#### Assigned task
The reply should contain each record below, returned exactly as given.

#### Data for processing
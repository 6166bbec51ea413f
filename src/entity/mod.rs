pub(crate) mod artwork;
pub(crate) mod audio;
pub(crate) mod balloon;
pub(crate) mod caption;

#### Output for this exercise
repository 6166bbec51ea413f
filename src/entity/mod.rs
pub(crate) mod artwork;
pub(crate) mod audio;
pub(crate) mod balloon;
pub(crate) mod caption;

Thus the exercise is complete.